Given the cost of living in urban areas, and the difficulty in managing in an urban area – but also higher income and access to services – we see populations stabilizing in urban areas. It tends to be in rural areas, where families are still living agrarian lives, that they need to have, or want to have, larger families.
How do India's demographics compare to China's?
India's neighbor [China] achieved 'replacement level' already three decades ago. That's the amount of fertility needed to keep the population the same from generation to generation. As a result, the affect of population momentum is now over in China. The country will achieve its peak population size by next year.
Whereas India will continue to experience population momentum for several decades to come before the population actually stabilizes. This represents a great opportunity for India, as a youthful country with the largest number of young people and in particular young girls anywhere in the world.
There's a huge opportunity – a huge potential – to tap into, to enjoy greater economic growth and development as a result of this youth bulge and the female potential that's within that youth bulge. It's been heretofore mostly untapped.

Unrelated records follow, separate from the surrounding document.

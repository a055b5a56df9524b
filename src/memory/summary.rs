// src/memory/summary.rs
// Rolling and end-of-session conversation summarisation

use std::sync::Arc;

use chrono::Utc;
use serde::Deserialize;
use tracing::{info, warn};

use crate::error::Result;
use crate::http::CHAT_DEADLINE;
use crate::llm::{ChatMessage, ChatModel};
use crate::memory::types::{ConversationState, FinalSummary, RollingSummary, Turn};
use crate::utils::json::parse_llm_json;
use crate::utils::with_deadline;

const ROLLING_PROMPT: &str = r#"You maintain a compact running summary of a support conversation.

Previous summary (may be empty):
{previous}

New messages since that summary:
{messages}

Produce an updated summary. Respond with JSON only:
{
  "summary": "2-4 sentence narrative of the conversation so far",
  "current_topic": "what the user is working on right now",
  "conversation_state": "exploring" | "troubleshooting" | "completing",
  "key_facts": ["short factual statements worth remembering", ...]
}"#;

const FINAL_PROMPT: &str = r#"Summarise this completed support conversation.

CONVERSATION:
{messages}

Respond with JSON only:
{
  "summary": "2-3 sentence overview of what happened",
  "topics": ["main topics discussed", ...],
  "resolution_status": "resolved" | "partial" | "escalated" | "abandoned",
  "user_satisfaction": "satisfied" | "neutral" | "frustrated" | "unknown",
  "key_issues": "main problems or questions raised",
  "outcome": "what was achieved or decided"
}"#;

#[derive(Debug, Deserialize)]
struct RawRollingSummary {
    summary: String,
    #[serde(default)]
    current_topic: Option<String>,
    #[serde(default)]
    conversation_state: ConversationState,
    #[serde(default)]
    key_facts: Vec<String>,
}

#[derive(Debug, Deserialize)]
struct RawFinalSummary {
    summary: String,
    #[serde(default)]
    topics: Vec<String>,
    #[serde(default)]
    resolution_status: Option<String>,
    #[serde(default)]
    user_satisfaction: Option<String>,
    #[serde(default)]
    key_issues: Option<String>,
    #[serde(default)]
    outcome: Option<String>,
}

/// Generates rolling and final summaries via the chat model
pub struct Summarizer {
    chat: Arc<dyn ChatModel>,
}

impl Summarizer {
    pub fn new(chat: Arc<dyn ChatModel>) -> Self {
        Self { chat }
    }

    /// Condense the previous summary plus the newest turns into an
    /// updated rolling summary. Errors propagate so the caller can keep
    /// the previous summary in place.
    pub async fn rolling(
        &self,
        previous: Option<&RollingSummary>,
        turns: &[Turn],
        session_id: &str,
    ) -> Result<RollingSummary> {
        let prompt = ROLLING_PROMPT
            .replace(
                "{previous}",
                previous.map(|s| s.summary.as_str()).unwrap_or("(none)"),
            )
            .replace("{messages}", &format_turns(turns));

        let result = with_deadline(
            "llm_chat",
            CHAT_DEADLINE,
            self.chat.chat(vec![ChatMessage::user(prompt)]),
        )
        .await?;

        let raw: RawRollingSummary = parse_llm_json(&result.content)?;
        info!(
            session_id,
            topic = raw.current_topic.as_deref().unwrap_or("unknown"),
            state = raw.conversation_state.as_str(),
            "Rolling summary updated"
        );

        Ok(RollingSummary {
            summary: raw.summary,
            current_topic: raw.current_topic,
            conversation_state: raw.conversation_state,
            key_facts: raw.key_facts,
            updated_at: Utc::now(),
        })
    }

    /// Summarise an entire session for the archive. Never fails: LLM
    /// problems degrade to a heuristic summary.
    pub async fn final_summary(&self, turns: &[Turn], session_id: &str) -> FinalSummary {
        if turns.len() < 2 {
            return FinalSummary {
                summary: "Brief session with minimal interaction".into(),
                topics: vec![],
                resolution_status: Some("incomplete".into()),
                user_satisfaction: Some("unknown".into()),
                key_issues: None,
                outcome: None,
                message_count: turns.len(),
                duration_seconds: duration_seconds(turns),
            };
        }

        let prompt = FINAL_PROMPT.replace("{messages}", &format_turns(turns));

        let parsed: Result<RawFinalSummary> = match with_deadline(
            "llm_chat",
            CHAT_DEADLINE,
            self.chat.chat(vec![ChatMessage::user(prompt)]),
        )
        .await
        {
            Ok(result) => parse_llm_json(&result.content),
            Err(e) => Err(e),
        };

        match parsed {
            Ok(raw) => FinalSummary {
                summary: raw.summary,
                topics: raw.topics,
                resolution_status: raw.resolution_status,
                user_satisfaction: raw.user_satisfaction,
                key_issues: raw.key_issues,
                outcome: raw.outcome,
                message_count: turns.len(),
                duration_seconds: duration_seconds(turns),
            },
            Err(e) => {
                warn!(session_id, error = %e, "Final summary generation failed, using fallback");
                fallback_final_summary(turns)
            }
        }
    }
}

fn format_turns(turns: &[Turn]) -> String {
    turns
        .iter()
        .map(|t| {
            let content: String = t.content.chars().take(500).collect();
            format!("{}: {}", t.role.as_str().to_uppercase(), content)
        })
        .collect::<Vec<_>>()
        .join("\n")
}

fn duration_seconds(turns: &[Turn]) -> Option<i64> {
    let first = turns.first()?.timestamp;
    let last = turns.last()?.timestamp;
    Some((last - first).num_seconds())
}

/// Keyword-driven summary used when the LLM cannot produce one
fn fallback_final_summary(turns: &[Turn]) -> FinalSummary {
    let mut topics = Vec::new();
    for turn in turns.iter().filter(|t| t.role == crate::memory::types::TurnRole::User) {
        let content = turn.content.to_lowercase();
        if content.contains("error") && !topics.contains(&"error resolution".to_string()) {
            topics.push("error resolution".to_string());
        }
        if content.contains("listing") && !topics.contains(&"listing management".to_string()) {
            topics.push("listing management".to_string());
        }
        if ["how", "what", "define"].iter().any(|w| content.contains(w))
            && !topics.contains(&"information request".to_string())
        {
            topics.push("information request".to_string());
        }
    }
    if topics.is_empty() {
        topics.push("general inquiry".to_string());
    }

    FinalSummary {
        summary: format!("Support session with {} messages", turns.len()),
        topics,
        resolution_status: Some("unknown".into()),
        user_satisfaction: Some("unknown".into()),
        key_issues: None,
        outcome: Some("Session completed".into()),
        message_count: turns.len(),
        duration_seconds: duration_seconds(turns),
    }
}
// src/api/mod.rs
// HTTP surface: chat endpoints, session endpoints, health, rate limiting

pub mod chat;
pub mod error;
pub mod health;
pub mod rate_limit;
pub mod session;
pub mod state;

pub use error::ApiError;
pub use rate_limit::{EndpointClass, RateLimiter};
pub use state::AppState;

use axum::Router;
use axum::routing::{get, post};
use tower_http::cors::CorsLayer;
use tower_http::trace::TraceLayer;

/// Build the service router
pub fn router(state: AppState) -> Router {
    Router::new()
        .route("/api/agent/test", post(chat::test_agent))
        .route("/api/agent/support", post(chat::support_agent))
        .route("/api/agent/customer", post(chat::customer_agent))
        .route("/api/agent/session/{session_id}", get(session::session_info))
        .route("/api/agent/session/{session_id}/end", post(session::end_session))
        .route("/api/agent/history/{session_id}", get(session::session_history))
        .route("/health", get(health::health))
        .layer(TraceLayer::new_for_http())
        .layer(CorsLayer::permissive())
        .with_state(state)
}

How do we tap into this potential and where does work need to be done?
The challenges are anywhere where women and girls don't have decision-making power – where they have lower levels of literacy and where they're not able to exercise their reproductive rights and choices. By that we mean when to get married, when to have children, how many children to have, and at what frequency to have those children. These are biggest challenges for a country. Once those things are mastered, they are able then to stabilize the population, invest in their people and see a strong return on that investment, based on those rights and choices.
We see that across the history of the world. In countries where there is good gender equality, where there is access to family planning and rights and choices, populations naturally stabilize. It's the countries able to invest and create peaceful and prosperous and sustainable societies.
That's what we want for all of the world's 8 billion population.
And what's the impact of population growth on climate change?
Slower population growth, if it's maintained over decades, can certainly help mitigate environmental degradation.
But it's important to understand that the majority of the world's population growth is concentrated in poorer countries with significantly lower emissions rates. They're not the ones creating the situation. But in reality, they're the ones having to face the consequences of this over-consumption in the West.
They suffer disproportionately. Despite the growth in their populations, they're actually responsible for a very tiny percentage.